## Problem to work on
Where a line in the entries below contains the word "references", count it. Return the total alone.

Stored dataset items:
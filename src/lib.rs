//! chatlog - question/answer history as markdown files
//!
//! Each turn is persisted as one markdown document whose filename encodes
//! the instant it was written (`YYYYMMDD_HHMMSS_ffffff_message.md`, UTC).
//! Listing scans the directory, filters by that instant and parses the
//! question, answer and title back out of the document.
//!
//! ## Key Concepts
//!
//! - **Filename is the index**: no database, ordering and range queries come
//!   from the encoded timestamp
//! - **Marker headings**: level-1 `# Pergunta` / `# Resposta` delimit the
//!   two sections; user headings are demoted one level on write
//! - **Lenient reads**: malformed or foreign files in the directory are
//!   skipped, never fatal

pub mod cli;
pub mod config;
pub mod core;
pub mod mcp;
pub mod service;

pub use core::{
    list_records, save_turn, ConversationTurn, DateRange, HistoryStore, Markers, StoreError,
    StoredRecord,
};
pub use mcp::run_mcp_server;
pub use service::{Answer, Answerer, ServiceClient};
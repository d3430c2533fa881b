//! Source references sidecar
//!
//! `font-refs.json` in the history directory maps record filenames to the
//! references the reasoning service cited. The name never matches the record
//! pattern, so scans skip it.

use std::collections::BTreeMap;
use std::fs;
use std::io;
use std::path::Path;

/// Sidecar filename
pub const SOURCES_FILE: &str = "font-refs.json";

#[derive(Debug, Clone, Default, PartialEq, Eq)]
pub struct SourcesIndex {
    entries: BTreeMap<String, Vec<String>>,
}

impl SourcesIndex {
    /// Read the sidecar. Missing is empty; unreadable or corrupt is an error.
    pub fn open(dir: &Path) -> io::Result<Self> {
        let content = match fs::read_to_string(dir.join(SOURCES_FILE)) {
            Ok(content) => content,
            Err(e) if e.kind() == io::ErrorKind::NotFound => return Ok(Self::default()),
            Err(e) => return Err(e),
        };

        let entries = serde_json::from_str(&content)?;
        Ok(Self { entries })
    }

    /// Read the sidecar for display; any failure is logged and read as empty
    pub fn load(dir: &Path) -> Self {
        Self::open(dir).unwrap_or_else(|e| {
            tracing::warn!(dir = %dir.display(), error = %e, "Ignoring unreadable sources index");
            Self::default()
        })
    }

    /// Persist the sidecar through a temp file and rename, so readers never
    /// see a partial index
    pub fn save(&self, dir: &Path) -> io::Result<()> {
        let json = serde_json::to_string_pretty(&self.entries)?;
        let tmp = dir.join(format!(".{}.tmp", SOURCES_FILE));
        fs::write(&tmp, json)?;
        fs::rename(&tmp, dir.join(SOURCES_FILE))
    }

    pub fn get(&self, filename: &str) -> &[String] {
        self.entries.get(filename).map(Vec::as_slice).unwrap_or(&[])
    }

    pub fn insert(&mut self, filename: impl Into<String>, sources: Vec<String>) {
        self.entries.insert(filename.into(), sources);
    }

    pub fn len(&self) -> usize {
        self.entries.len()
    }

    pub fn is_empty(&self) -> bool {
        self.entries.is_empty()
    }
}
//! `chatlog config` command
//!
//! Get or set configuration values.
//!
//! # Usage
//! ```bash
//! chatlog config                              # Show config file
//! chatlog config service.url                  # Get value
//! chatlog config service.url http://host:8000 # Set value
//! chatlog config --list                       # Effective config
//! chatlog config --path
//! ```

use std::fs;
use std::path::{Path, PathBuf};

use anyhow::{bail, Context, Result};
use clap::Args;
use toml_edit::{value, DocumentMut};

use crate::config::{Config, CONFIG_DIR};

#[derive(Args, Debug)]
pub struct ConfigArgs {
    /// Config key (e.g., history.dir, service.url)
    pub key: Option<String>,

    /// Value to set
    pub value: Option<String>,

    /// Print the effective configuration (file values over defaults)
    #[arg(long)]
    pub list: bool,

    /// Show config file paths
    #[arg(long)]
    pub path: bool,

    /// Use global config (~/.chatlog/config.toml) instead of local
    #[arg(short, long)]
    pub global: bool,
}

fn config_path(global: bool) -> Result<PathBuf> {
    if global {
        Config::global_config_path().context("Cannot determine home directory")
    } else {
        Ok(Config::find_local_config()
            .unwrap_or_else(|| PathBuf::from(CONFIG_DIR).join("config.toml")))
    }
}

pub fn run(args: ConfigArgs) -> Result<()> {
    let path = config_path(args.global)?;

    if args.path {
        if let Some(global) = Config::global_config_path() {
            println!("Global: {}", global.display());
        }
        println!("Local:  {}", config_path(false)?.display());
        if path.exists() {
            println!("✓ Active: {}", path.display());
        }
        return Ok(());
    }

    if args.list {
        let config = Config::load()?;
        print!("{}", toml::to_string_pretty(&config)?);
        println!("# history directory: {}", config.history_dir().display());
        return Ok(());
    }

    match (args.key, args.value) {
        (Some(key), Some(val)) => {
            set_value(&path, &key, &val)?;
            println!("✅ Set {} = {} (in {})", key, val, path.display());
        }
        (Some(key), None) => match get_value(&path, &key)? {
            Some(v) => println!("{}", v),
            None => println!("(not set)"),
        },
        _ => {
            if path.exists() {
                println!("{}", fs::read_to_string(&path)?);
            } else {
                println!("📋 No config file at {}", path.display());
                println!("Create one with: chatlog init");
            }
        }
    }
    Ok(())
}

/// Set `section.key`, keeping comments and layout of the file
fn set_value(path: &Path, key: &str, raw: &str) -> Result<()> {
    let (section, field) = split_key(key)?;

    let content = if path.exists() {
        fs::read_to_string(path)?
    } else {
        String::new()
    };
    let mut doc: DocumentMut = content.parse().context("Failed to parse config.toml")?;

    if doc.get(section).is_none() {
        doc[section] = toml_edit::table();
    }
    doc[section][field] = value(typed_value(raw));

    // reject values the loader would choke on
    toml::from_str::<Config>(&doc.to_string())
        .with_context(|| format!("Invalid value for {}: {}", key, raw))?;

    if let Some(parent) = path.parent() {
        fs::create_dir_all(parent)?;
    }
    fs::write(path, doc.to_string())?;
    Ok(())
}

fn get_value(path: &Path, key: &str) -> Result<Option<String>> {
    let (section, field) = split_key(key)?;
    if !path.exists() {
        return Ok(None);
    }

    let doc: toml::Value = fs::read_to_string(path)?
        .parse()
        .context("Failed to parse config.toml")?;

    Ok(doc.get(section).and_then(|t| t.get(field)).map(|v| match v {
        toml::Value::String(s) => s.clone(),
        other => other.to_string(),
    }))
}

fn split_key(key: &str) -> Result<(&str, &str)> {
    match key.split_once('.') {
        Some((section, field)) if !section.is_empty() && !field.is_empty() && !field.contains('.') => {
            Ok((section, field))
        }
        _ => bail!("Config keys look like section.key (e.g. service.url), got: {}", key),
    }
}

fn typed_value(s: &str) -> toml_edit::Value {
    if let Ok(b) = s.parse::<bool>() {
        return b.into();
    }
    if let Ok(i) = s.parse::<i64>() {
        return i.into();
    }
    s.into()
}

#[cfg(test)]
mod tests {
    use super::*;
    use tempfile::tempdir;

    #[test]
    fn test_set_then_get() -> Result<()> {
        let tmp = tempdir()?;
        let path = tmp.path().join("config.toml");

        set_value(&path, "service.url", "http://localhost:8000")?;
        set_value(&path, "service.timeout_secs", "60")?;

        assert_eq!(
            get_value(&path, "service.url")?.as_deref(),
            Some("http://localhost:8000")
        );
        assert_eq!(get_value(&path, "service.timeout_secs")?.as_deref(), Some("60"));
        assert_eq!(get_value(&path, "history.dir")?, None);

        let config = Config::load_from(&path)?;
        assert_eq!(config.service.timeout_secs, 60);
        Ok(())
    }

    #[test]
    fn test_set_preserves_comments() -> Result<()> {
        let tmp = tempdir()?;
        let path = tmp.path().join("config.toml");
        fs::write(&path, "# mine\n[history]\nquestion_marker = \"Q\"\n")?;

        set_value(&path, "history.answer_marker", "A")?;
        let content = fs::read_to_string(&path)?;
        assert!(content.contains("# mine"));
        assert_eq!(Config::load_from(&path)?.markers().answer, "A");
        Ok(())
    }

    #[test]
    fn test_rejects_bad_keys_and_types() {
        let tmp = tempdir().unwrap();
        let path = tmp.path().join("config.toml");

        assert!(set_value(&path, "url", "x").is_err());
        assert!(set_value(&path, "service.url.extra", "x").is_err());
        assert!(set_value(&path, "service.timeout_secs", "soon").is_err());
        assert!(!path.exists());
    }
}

## Output
2